THE TASK: The answer is the set of lines that include "SurfaceSize", copied from the data below.

Saved entries:
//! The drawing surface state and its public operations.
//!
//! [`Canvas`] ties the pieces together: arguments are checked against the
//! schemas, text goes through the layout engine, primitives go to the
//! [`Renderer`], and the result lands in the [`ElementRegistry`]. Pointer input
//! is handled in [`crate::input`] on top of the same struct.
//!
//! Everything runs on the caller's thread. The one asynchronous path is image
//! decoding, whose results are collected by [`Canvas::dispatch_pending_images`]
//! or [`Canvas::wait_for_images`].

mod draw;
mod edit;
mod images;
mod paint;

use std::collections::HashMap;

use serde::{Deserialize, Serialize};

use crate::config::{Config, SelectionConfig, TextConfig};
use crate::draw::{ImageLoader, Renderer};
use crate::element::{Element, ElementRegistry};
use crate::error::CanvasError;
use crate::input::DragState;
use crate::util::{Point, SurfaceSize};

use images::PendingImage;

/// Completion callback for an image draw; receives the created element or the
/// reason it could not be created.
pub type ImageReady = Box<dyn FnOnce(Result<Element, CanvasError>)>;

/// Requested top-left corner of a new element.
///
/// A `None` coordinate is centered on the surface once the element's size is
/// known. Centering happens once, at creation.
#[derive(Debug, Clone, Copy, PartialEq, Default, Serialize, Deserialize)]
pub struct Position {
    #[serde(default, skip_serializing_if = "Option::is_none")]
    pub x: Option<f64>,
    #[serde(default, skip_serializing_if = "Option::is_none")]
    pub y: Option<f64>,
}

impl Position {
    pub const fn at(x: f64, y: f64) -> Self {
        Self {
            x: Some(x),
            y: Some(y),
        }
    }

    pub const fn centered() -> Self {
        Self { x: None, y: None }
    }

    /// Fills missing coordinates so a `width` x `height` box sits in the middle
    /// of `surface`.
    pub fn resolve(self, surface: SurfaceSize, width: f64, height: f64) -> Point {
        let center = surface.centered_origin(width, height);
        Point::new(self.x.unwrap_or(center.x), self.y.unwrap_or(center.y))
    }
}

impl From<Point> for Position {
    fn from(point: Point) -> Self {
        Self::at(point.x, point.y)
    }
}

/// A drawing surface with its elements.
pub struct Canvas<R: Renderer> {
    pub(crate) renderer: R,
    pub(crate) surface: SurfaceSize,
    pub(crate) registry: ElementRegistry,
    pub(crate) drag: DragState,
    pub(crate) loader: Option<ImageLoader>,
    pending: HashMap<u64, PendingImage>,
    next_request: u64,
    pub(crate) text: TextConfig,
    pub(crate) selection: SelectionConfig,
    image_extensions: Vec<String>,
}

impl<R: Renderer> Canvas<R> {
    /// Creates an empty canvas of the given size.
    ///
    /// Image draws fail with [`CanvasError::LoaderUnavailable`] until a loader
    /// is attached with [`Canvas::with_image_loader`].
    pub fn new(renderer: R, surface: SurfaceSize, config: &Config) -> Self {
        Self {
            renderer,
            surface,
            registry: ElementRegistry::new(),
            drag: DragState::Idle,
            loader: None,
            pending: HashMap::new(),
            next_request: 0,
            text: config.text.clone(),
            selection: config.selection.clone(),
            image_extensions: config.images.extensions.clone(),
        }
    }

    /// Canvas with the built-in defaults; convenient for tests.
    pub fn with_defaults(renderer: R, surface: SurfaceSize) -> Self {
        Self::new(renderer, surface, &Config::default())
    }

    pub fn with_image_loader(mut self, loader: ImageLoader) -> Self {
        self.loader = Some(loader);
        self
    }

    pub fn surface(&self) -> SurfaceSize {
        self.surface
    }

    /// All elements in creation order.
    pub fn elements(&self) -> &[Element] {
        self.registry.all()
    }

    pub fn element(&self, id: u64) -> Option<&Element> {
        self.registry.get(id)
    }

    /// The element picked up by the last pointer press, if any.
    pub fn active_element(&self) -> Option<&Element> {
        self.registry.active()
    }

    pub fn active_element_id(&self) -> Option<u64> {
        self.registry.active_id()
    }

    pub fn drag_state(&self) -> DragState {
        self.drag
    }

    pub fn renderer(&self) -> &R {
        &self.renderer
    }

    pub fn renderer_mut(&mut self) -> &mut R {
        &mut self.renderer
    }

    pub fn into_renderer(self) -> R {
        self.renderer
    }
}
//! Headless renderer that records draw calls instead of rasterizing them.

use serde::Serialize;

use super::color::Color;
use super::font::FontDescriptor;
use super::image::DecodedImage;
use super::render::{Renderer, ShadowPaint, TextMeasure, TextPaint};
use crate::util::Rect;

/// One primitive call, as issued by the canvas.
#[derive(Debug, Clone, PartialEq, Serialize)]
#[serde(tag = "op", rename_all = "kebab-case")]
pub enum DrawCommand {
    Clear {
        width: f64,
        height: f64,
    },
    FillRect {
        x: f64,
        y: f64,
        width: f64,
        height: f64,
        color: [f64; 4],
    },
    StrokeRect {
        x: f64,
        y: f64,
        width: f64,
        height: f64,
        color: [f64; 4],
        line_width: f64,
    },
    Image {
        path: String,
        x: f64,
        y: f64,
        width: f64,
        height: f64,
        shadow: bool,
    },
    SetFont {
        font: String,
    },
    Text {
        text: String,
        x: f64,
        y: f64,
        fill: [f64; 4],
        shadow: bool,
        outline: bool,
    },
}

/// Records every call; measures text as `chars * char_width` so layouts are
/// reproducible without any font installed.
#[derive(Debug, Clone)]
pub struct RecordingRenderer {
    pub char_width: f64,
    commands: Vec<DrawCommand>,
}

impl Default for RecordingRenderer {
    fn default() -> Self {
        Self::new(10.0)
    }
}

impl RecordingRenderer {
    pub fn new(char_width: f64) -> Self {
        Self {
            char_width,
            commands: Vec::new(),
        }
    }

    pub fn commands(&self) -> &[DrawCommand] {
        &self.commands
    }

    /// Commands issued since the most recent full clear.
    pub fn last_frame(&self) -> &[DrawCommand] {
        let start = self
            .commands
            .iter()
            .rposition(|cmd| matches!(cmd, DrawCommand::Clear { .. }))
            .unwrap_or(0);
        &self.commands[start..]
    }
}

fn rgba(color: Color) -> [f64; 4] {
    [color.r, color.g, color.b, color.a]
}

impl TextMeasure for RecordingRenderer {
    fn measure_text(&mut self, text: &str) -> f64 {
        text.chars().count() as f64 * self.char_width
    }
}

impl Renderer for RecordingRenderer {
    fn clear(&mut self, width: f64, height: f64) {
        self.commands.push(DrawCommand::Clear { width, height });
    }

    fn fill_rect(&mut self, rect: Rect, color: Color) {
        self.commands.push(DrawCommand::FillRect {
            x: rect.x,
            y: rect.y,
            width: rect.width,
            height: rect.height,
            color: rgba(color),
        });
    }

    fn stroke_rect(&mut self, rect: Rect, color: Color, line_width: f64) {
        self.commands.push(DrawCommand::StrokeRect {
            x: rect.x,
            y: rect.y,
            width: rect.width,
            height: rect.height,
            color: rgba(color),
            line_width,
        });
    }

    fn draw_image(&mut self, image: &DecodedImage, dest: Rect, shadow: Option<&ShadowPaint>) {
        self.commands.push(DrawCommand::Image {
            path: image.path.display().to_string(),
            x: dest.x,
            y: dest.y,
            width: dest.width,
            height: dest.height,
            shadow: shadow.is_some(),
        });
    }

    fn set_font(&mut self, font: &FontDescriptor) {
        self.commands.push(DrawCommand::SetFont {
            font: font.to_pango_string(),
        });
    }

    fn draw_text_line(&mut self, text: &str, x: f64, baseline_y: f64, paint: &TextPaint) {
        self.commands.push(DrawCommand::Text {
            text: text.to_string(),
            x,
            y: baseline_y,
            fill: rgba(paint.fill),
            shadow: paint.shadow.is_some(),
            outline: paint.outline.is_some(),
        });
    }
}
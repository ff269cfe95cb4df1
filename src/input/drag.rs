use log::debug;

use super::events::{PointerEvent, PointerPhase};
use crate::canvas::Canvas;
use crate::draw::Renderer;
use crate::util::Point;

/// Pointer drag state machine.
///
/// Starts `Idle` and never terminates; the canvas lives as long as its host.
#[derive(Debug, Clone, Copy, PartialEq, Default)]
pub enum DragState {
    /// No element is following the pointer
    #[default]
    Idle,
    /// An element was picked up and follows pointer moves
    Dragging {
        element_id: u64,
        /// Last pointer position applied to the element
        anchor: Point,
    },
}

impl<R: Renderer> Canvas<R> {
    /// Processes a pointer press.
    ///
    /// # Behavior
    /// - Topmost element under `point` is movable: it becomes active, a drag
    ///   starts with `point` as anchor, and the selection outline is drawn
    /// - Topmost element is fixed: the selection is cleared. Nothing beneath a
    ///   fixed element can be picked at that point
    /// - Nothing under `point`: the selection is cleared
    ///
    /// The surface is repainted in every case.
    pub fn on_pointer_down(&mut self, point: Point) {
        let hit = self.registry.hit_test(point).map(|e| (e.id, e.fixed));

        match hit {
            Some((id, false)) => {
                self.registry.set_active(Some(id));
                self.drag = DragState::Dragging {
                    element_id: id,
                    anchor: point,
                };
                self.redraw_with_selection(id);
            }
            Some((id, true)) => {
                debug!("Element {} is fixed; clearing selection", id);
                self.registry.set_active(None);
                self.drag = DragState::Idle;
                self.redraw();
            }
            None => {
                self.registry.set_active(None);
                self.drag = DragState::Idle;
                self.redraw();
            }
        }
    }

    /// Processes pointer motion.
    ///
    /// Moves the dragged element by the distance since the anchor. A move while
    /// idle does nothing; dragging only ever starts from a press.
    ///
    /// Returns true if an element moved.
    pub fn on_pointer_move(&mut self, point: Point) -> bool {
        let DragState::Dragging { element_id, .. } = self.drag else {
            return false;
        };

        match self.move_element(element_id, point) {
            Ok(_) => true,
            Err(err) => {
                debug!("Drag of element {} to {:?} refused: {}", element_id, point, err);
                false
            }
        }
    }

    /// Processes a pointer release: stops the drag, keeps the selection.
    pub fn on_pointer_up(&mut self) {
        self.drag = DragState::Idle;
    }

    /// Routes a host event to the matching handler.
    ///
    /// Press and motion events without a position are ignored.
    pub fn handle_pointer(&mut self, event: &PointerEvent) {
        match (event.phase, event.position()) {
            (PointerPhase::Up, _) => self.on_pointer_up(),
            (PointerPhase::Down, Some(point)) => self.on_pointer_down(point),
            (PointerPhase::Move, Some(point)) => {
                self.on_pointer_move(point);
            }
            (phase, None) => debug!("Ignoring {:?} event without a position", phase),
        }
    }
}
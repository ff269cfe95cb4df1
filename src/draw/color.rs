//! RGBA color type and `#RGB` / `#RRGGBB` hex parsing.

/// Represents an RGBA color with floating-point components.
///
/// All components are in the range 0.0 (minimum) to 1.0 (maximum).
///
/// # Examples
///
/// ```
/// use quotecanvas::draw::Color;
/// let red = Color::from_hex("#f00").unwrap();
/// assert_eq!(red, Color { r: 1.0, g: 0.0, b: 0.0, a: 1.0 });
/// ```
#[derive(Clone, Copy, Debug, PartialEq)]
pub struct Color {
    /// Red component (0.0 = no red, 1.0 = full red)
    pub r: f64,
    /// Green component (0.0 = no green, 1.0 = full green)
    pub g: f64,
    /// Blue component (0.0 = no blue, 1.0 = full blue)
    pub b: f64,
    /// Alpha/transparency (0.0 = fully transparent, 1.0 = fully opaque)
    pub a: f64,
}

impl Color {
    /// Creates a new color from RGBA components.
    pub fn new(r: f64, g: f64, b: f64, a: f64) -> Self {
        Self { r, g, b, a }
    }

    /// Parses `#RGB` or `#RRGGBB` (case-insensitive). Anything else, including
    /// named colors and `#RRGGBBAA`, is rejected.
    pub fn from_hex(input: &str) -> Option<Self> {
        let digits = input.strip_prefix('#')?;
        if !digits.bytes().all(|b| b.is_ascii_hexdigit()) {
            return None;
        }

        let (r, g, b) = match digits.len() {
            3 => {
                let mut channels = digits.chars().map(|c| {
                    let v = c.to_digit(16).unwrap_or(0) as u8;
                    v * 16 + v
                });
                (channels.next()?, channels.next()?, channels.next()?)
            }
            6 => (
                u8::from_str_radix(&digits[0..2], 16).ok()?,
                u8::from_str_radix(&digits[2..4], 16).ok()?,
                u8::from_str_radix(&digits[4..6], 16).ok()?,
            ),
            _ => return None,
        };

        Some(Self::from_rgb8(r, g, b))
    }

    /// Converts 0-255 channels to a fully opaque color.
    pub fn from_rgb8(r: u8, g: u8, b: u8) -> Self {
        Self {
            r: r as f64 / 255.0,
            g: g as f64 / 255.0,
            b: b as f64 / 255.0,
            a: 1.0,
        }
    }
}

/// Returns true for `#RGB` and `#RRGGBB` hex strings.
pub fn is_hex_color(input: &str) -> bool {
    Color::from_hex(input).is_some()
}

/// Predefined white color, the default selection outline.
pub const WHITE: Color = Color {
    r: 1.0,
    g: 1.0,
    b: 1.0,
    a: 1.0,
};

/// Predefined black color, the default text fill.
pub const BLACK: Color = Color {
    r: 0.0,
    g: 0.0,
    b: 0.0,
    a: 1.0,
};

EXERCISE RESULT:
use crate::util::{Point, SurfaceSize};
    pub fn resolve(self, surface: SurfaceSize, width: f64, height: f64) -> Point {
    pub(crate) surface: SurfaceSize,
    pub fn new(renderer: R, surface: SurfaceSize, config: &Config) -> Self {
    pub fn with_defaults(renderer: R, surface: SurfaceSize) -> Self {
    pub fn surface(&self) -> SurfaceSize {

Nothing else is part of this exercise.